ABOUT THIS TASK:
Using the records below, quote only the span that opens with the line containing "let shown = region.iter().take_while(|&&b|" and closes with the line containing "at half width.", exactly and inclusively.
==============================
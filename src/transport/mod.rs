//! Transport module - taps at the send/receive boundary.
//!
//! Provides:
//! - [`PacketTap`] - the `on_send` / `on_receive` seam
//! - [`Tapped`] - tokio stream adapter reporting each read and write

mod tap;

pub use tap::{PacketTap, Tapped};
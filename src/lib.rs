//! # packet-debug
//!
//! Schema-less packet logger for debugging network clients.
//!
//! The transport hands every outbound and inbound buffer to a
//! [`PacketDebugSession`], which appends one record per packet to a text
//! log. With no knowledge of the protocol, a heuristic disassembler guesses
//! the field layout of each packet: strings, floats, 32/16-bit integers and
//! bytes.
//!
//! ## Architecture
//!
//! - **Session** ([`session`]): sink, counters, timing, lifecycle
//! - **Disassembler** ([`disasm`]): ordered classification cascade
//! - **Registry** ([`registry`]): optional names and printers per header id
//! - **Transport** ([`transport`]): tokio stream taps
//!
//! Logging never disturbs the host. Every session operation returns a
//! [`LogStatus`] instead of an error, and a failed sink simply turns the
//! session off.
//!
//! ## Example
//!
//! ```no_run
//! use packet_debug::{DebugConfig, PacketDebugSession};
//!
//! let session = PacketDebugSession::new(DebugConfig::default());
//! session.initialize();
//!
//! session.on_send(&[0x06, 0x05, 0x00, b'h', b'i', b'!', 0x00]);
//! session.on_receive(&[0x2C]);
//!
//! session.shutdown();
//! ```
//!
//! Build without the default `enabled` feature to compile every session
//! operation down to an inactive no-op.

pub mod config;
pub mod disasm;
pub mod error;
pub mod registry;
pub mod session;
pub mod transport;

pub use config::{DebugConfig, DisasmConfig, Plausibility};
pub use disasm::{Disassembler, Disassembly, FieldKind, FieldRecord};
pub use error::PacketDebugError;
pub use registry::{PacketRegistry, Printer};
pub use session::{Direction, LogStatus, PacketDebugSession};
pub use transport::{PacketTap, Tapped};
==============================
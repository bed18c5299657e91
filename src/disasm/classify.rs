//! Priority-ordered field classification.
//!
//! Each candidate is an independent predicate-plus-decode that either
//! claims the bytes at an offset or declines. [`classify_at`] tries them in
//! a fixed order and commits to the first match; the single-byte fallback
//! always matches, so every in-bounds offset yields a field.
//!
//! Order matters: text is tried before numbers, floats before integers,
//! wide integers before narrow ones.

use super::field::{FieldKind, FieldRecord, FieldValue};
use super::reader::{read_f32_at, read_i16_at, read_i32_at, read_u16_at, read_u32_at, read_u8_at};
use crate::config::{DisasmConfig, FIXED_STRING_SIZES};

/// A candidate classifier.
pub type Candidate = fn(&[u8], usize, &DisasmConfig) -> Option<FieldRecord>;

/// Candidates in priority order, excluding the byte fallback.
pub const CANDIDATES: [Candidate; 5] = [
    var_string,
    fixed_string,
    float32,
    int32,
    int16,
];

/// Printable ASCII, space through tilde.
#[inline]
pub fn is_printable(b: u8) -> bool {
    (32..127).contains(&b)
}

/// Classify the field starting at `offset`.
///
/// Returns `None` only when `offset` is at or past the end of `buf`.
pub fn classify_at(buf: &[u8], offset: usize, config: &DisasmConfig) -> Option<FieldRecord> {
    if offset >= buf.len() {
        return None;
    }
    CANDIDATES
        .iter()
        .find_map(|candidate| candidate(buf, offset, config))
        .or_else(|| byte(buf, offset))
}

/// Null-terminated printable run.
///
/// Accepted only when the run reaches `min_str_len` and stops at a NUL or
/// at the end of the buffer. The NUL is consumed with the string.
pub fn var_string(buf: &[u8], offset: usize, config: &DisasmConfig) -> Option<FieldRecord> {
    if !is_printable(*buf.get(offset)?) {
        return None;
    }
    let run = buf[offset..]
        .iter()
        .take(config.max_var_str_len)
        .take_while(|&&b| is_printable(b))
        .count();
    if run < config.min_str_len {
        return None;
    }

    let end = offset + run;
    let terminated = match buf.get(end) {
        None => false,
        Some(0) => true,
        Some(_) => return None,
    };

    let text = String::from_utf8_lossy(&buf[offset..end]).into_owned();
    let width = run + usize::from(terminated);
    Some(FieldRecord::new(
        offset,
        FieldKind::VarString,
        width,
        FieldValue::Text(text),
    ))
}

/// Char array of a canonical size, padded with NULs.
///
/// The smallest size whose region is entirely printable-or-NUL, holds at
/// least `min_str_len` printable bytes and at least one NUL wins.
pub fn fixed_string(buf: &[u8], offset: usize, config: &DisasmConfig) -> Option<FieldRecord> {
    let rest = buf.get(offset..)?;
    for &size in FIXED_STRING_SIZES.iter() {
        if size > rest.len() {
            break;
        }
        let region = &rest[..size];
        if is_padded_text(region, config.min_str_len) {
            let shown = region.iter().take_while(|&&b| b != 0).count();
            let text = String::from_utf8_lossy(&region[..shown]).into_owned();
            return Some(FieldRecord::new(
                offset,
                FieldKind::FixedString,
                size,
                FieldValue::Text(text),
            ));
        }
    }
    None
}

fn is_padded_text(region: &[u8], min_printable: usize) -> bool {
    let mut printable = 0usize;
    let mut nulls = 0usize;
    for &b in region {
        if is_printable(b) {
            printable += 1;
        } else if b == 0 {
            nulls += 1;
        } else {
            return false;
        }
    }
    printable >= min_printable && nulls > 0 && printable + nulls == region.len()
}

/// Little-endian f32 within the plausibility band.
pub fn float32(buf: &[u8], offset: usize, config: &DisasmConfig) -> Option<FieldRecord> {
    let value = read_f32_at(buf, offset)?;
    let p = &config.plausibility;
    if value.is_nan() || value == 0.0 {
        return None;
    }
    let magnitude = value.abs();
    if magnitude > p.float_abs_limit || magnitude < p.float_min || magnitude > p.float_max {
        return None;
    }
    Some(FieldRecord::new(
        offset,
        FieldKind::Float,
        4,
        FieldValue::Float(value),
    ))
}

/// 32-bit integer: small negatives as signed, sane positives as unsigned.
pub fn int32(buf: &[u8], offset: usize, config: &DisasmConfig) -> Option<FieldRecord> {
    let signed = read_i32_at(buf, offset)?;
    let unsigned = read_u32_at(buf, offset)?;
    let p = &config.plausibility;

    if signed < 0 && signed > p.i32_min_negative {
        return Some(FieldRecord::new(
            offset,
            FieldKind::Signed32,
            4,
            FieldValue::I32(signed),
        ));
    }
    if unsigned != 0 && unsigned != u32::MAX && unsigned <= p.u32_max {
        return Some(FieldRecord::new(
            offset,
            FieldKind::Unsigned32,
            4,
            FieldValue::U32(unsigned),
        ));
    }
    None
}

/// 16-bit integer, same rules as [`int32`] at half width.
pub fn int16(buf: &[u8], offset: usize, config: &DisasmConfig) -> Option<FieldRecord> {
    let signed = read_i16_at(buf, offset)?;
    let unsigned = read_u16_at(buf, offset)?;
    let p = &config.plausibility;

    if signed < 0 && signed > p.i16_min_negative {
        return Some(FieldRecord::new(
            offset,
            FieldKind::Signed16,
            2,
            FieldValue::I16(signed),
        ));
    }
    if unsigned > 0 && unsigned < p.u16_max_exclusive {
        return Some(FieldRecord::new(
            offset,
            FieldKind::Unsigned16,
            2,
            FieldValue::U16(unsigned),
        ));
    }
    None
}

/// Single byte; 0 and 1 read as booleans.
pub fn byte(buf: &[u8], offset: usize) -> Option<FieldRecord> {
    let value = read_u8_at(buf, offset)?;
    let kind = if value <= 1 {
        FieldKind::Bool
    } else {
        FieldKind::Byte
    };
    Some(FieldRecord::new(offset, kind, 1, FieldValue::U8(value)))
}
==============================
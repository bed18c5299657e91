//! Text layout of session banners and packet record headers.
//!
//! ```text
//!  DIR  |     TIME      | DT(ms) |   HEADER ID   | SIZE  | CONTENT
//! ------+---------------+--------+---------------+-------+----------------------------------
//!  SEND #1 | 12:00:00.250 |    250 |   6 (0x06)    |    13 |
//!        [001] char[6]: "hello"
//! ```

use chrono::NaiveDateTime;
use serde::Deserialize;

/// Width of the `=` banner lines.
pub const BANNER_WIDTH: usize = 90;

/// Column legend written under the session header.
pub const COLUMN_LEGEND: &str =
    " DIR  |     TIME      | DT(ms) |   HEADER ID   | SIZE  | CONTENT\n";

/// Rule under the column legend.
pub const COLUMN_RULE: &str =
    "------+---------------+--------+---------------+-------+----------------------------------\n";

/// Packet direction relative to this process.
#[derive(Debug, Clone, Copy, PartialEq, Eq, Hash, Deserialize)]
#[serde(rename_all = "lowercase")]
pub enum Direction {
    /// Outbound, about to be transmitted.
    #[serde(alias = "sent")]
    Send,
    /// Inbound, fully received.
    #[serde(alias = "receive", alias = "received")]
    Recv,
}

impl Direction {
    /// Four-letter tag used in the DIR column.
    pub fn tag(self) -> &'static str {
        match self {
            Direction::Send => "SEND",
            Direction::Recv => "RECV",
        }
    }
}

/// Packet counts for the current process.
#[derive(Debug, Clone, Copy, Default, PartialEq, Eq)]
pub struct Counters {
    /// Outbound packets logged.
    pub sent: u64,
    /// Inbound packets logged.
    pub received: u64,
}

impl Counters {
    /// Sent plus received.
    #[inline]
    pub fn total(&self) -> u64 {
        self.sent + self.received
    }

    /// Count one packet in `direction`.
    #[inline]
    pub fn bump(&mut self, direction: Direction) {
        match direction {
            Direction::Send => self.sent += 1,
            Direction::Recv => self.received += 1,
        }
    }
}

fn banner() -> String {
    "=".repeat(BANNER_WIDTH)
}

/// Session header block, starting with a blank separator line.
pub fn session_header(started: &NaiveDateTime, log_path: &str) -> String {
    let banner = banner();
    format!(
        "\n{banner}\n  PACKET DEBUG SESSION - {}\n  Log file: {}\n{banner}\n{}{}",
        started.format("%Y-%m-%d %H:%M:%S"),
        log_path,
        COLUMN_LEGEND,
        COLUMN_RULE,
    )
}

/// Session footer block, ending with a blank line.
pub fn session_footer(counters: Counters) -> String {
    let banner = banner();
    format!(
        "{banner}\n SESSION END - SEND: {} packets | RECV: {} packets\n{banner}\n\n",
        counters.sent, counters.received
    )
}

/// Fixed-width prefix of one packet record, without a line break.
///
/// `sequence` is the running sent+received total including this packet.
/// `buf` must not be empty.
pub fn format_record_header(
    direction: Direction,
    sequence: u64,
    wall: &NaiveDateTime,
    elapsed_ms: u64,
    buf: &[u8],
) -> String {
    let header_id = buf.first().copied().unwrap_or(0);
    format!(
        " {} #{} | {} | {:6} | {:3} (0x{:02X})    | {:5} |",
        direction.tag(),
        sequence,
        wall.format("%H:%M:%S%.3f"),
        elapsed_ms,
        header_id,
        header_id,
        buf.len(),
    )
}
==============================
ANSWER SPACE:
            let shown = region.iter().take_while(|&&b| b != 0).count();
            let text = String::from_utf8_lossy(&region[..shown]).into_owned();
            return Some(FieldRecord::new(
                offset,
                FieldKind::FixedString,
                size,
                FieldValue::Text(text),
            ));
        }
    }
    None
}

fn is_padded_text(region: &[u8], min_printable: usize) -> bool {
    let mut printable = 0usize;
    let mut nulls = 0usize;
    for &b in region {
        if is_printable(b) {
            printable += 1;
        } else if b == 0 {
            nulls += 1;
        } else {
            return false;
        }
    }
    printable >= min_printable && nulls > 0 && printable + nulls == region.len()
}

/// Little-endian f32 within the plausibility band.
pub fn float32(buf: &[u8], offset: usize, config: &DisasmConfig) -> Option<FieldRecord> {
    let value = read_f32_at(buf, offset)?;
    let p = &config.plausibility;
    if value.is_nan() || value == 0.0 {
        return None;
    }
    let magnitude = value.abs();
    if magnitude > p.float_abs_limit || magnitude < p.float_min || magnitude > p.float_max {
        return None;
    }
    Some(FieldRecord::new(
        offset,
        FieldKind::Float,
        4,
        FieldValue::Float(value),
    ))
}

/// 32-bit integer: small negatives as signed, sane positives as unsigned.
pub fn int32(buf: &[u8], offset: usize, config: &DisasmConfig) -> Option<FieldRecord> {
    let signed = read_i32_at(buf, offset)?;
    let unsigned = read_u32_at(buf, offset)?;
    let p = &config.plausibility;

    if signed < 0 && signed > p.i32_min_negative {
        return Some(FieldRecord::new(
            offset,
            FieldKind::Signed32,
            4,
            FieldValue::I32(signed),
        ));
    }
    if unsigned != 0 && unsigned != u32::MAX && unsigned <= p.u32_max {
        return Some(FieldRecord::new(
            offset,
            FieldKind::Unsigned32,
            4,
            FieldValue::U32(unsigned),
        ));
    }
    None
}

/// 16-bit integer, same rules as [`int32`] at half width.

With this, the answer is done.